Data:
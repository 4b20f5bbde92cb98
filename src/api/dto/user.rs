//! User-related DTOs for API requests and responses.

use crate::models::{Gender, NewUser, Seniority, UpdateUser, User};
use jiff_diesel::DateTime;
use serde::{Deserialize, Deserializer, Serialize};
use utoipa::ToSchema;
use validator::Validate;

// ============================================================================
// Request DTOs
// ============================================================================

/// Request body for creating a new user.
#[derive(Debug, Deserialize, ToSchema, Validate)]
#[serde(rename_all = "camelCase")]
pub struct CreateUserRequest {
    #[validate(length(min = 1, max = 255, message = "First name must be between 1 and 255 characters"))]
    #[schema(min_length = 1, max_length = 255, example = "Rick")]
    pub first_name: String,
    #[validate(length(min = 1, max = 255, message = "Last name must be between 1 and 255 characters"))]
    #[schema(min_length = 1, max_length = 255, example = "Sanchez")]
    pub last_name: String,
    #[validate(email(message = "Invalid email format"))]
    #[schema(format = "email", example = "rick@citadel.io")]
    pub email: String,
    pub gender: Gender,
    pub seniority: Seniority,
    pub experience: Option<String>,
}

impl CreateUserRequest {
    pub fn into_new_user(self) -> NewUser {
        NewUser {
            first_name: self.first_name,
            last_name: self.last_name,
            email: self.email,
            gender: self.gender,
            seniority: self.seniority,
            experience: self.experience,
        }
    }
}

/// Request body for updating a user. Absent fields are left untouched.
#[derive(Debug, Default, Deserialize, ToSchema, Validate)]
#[serde(rename_all = "camelCase")]
pub struct UpdateUserRequest {
    #[validate(length(min = 1, max = 255, message = "First name must be between 1 and 255 characters"))]
    pub first_name: Option<String>,
    #[validate(length(min = 1, max = 255, message = "Last name must be between 1 and 255 characters"))]
    pub last_name: Option<String>,
    #[validate(email(message = "Invalid email format"))]
    #[schema(format = "email")]
    pub email: Option<String>,
    pub gender: Option<Gender>,
    pub seniority: Option<Seniority>,
    /// `null` clears the stored value; omit the key to keep it.
    #[serde(default, deserialize_with = "nullable")]
    #[schema(value_type = Option<String>, nullable)]
    pub experience: Option<Option<String>>,
}

/// Tells an explicit `null` (`Some(None)`) apart from a missing key (`None`).
fn nullable<'de, D, T>(deserializer: D) -> Result<Option<Option<T>>, D::Error>
where
    D: Deserializer<'de>,
    T: Deserialize<'de>,
{
    Option::<T>::deserialize(deserializer).map(Some)
}

impl UpdateUserRequest {
    pub fn into_update_user(self) -> UpdateUser {
        UpdateUser {
            first_name: self.first_name,
            last_name: self.last_name,
            email: self.email,
            gender: self.gender,
            seniority: self.seniority,
            experience: self.experience,
        }
    }
}

// ============================================================================
// Response DTOs
// ============================================================================

#[derive(Debug, Serialize, ToSchema)]
#[serde(rename_all = "camelCase")]
pub struct UserResponse {
    pub id: i32,
    pub first_name: String,
    pub last_name: String,
    pub email: String,
    pub gender: Gender,
    pub seniority: Seniority,
    pub experience: Option<String>,
    #[schema(example = "2024-01-01T12:00:00.000Z")]
    pub created_at: String,
    #[schema(example = "2024-01-01T12:00:00.000Z")]
    pub updated_at: String,
}

fn format_timestamp(value: DateTime) -> String {
    let dt = value.to_jiff();
    format!(
        "{}.{:03}Z",
        dt.strftime("%Y-%m-%dT%H:%M:%S"),
        dt.millisecond()
    )
}

impl From<User> for UserResponse {
    fn from(user: User) -> Self {
        Self {
            id: user.id,
            first_name: user.first_name,
            last_name: user.last_name,
            email: user.email,
            gender: user.gender,
            seniority: user.seniority,
            experience: user.experience,
            created_at: format_timestamp(user.created_at),
            updated_at: format_timestamp(user.updated_at),
        }
    }
}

Problem details:
The answer is a single number, the count of lines in the records that contain the string "UserResponse".

Output:
2